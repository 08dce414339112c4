//! `wasm-bindgen` surface of the list pages.
//!
//! Each page object owns its controller and the REST source. Filter setters
//! start a refresh when the remote result goes stale; every state change calls
//! the subscribed JS listener so the page can re-render from `view()`.

use chrono::{Local, Utc};
use std::cell::RefCell;
use std::rc::Rc;
use serde::Serialize;
use wasm_bindgen::prelude::*;
use wasm_bindgen_futures::spawn_local;

use site_common::dates::{month_options, year_of, year_options};
use site_common::{console_error, console_log, format_date_time, Article, Event, Society};

use crate::controller::{ListController, ListEntity};
use crate::entities::{articles_page_view, events_page_view};
use crate::models::{DataServiceConfig, EventType};
use crate::rest::RestSource;
use crate::source::fetch_all;

struct PageHandle<E: ListEntity> {
    controller: Rc<RefCell<ListController<E>>>,
    source: Rc<RestSource>,
    listener: Rc<RefCell<Option<js_sys::Function>>>,
}

impl<E: ListEntity + 'static> PageHandle<E> {
    fn new(config: JsValue) -> Result<Self, JsValue> {
        let config: DataServiceConfig = serde_wasm_bindgen::from_value(config)
            .map_err(|e| JsValue::from_str(&format!("Invalid data service config: {}", e)))?;
        Ok(Self {
            controller: Rc::new(RefCell::new(ListController::new())),
            source: Rc::new(RestSource::new(config)),
            listener: Rc::new(RefCell::new(None)),
        })
    }

    fn subscribe(&self, callback: js_sys::Function) {
        *self.listener.borrow_mut() = Some(callback);
    }

    fn notify(listener: &RefCell<Option<js_sys::Function>>) {
        // cloned so the callback may resubscribe
        let callback = listener.borrow().clone();
        if let Some(callback) = callback {
            if let Err(err) = callback.call0(&JsValue::NULL) {
                console_error!("List view listener failed: {:?}", err);
            }
        }
    }

    /// Apply a state change and refresh when it made the result stale
    fn update(&self, change: impl FnOnce(&mut ListController<E>) -> bool) {
        let stale = change(&mut self.controller.borrow_mut());
        if stale {
            self.refresh();
        } else {
            Self::notify(&self.listener);
        }
    }

    fn refresh(&self) {
        let ticket = self.controller.borrow_mut().begin_refresh(Utc::now());
        Self::notify(&self.listener);

        let controller = Rc::clone(&self.controller);
        let source = Rc::clone(&self.source);
        let listener = Rc::clone(&self.listener);
        spawn_local(async move {
            let outcome = fetch_all(source.as_ref(), ticket.queries()).await;
            let applied = controller.borrow_mut().complete_refresh(ticket, outcome);
            if applied {
                Self::notify(&listener);
            }
        });
    }

    fn sync_url(&self, query: &str) -> Option<String> {
        self.controller.borrow().sync_query(query)
    }
}

// Maps (flattened cards among them) become plain objects, not ES2015 `Map`s
fn to_js<T: Serialize>(value: &T) -> Result<JsValue, JsValue> {
    value
        .serialize(&serde_wasm_bindgen::Serializer::json_compatible())
        .map_err(|e| JsValue::from_str(&format!("Failed to serialize view: {}", e)))
}

/// Dropdown contents shared by both pages
#[wasm_bindgen]
pub fn filter_options() -> Result<JsValue, JsValue> {
    #[derive(Serialize)]
    struct FilterOptions {
        societies: Vec<&'static str>,
        years: Vec<i32>,
        months: Vec<site_common::dates::MonthOption>,
    }

    to_js(&FilterOptions {
        societies: Society::names(),
        years: year_options(year_of(&Local::now())),
        months: month_options(),
    })
}

macro_rules! page_bindings {
    ($name:ident, $entity:ty) => {
        #[wasm_bindgen]
        impl $name {
            #[wasm_bindgen(constructor)]
            pub fn new(config: JsValue) -> Result<$name, JsValue> {
                Ok(Self {
                    handle: PageHandle::<$entity>::new(config)?,
                })
            }

            /// Register the callback invoked after every state change
            pub fn subscribe(&self, callback: js_sys::Function) {
                self.handle.subscribe(callback);
            }

            /// Seed filters from `location.search` and load the first page
            pub fn mount(&self, query: &str) {
                self.handle.controller.borrow_mut().seed_from_query(query);
                console_log!("Mounting {} list view", <$entity as ListEntity>::TABLE);
                self.handle.refresh();
            }

            /// Query string to write back to the address bar, if it changed
            pub fn sync_url(&self, query: &str) -> Option<String> {
                self.handle.sync_url(query)
            }

            pub fn set_search_term(&self, term: &str) {
                self.handle.update(|c| c.set_search_term(term));
            }

            pub fn set_society(&self, society: &str) {
                self.handle.update(|c| c.set_society(society));
            }

            pub fn set_year(&self, year: &str) {
                self.handle.update(|c| c.set_year(year));
            }

            pub fn set_month(&self, month: &str) {
                self.handle.update(|c| c.set_month(month));
            }

            pub fn set_date(&self, date: &str) {
                self.handle.update(|c| c.set_date(date));
            }

            pub fn go_to_page(&self, page: usize) {
                self.handle.update(|c| c.go_to_page(page));
            }

            pub fn prev_page(&self) {
                self.handle.update(|c| c.prev_page());
            }

            pub fn next_page(&self) {
                self.handle.update(|c| c.next_page());
            }

            pub fn clear_filters(&self) {
                self.handle.update(|c| c.clear_filters());
            }

            pub fn is_loading(&self) -> bool {
                self.handle.controller.borrow().is_loading()
            }
        }
    };
}

/// Events page: upcoming and past event cards
#[wasm_bindgen]
pub struct EventsPage {
    handle: PageHandle<Event>,
}

page_bindings!(EventsPage, Event);

#[wasm_bindgen]
impl EventsPage {
    /// `"all"`, `"upcoming"` or `"past"`
    pub fn set_event_type(&self, event_type: &str) -> Result<(), JsValue> {
        let event_type: EventType = event_type.parse().map_err(|e: String| JsValue::from_str(&e))?;
        self.handle.update(|c| c.set_event_type(event_type));
        Ok(())
    }

    /// Card data, dates in the browser's time zone
    pub fn view(&self) -> Result<JsValue, JsValue> {
        let controller = self.handle.controller.borrow();
        let view = events_page_view(&controller, |date| format_date_time(&date.with_timezone(&Local)));
        to_js(&view)
    }
}

/// Articles page
#[wasm_bindgen]
pub struct ArticlesPage {
    handle: PageHandle<Article>,
}

page_bindings!(ArticlesPage, Article);

#[wasm_bindgen]
impl ArticlesPage {
    pub fn view(&self) -> Result<JsValue, JsValue> {
        to_js(&articles_page_view(&self.handle.controller.borrow()))
    }
}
* * * * * * *
* **Task details**:
Which lines of the data contain "cards"? Copy them all.

* **Output**:
// Maps (flattened cards among them) become plain objects, not ES2015 `Map`s
/// Events page: upcoming and past event cards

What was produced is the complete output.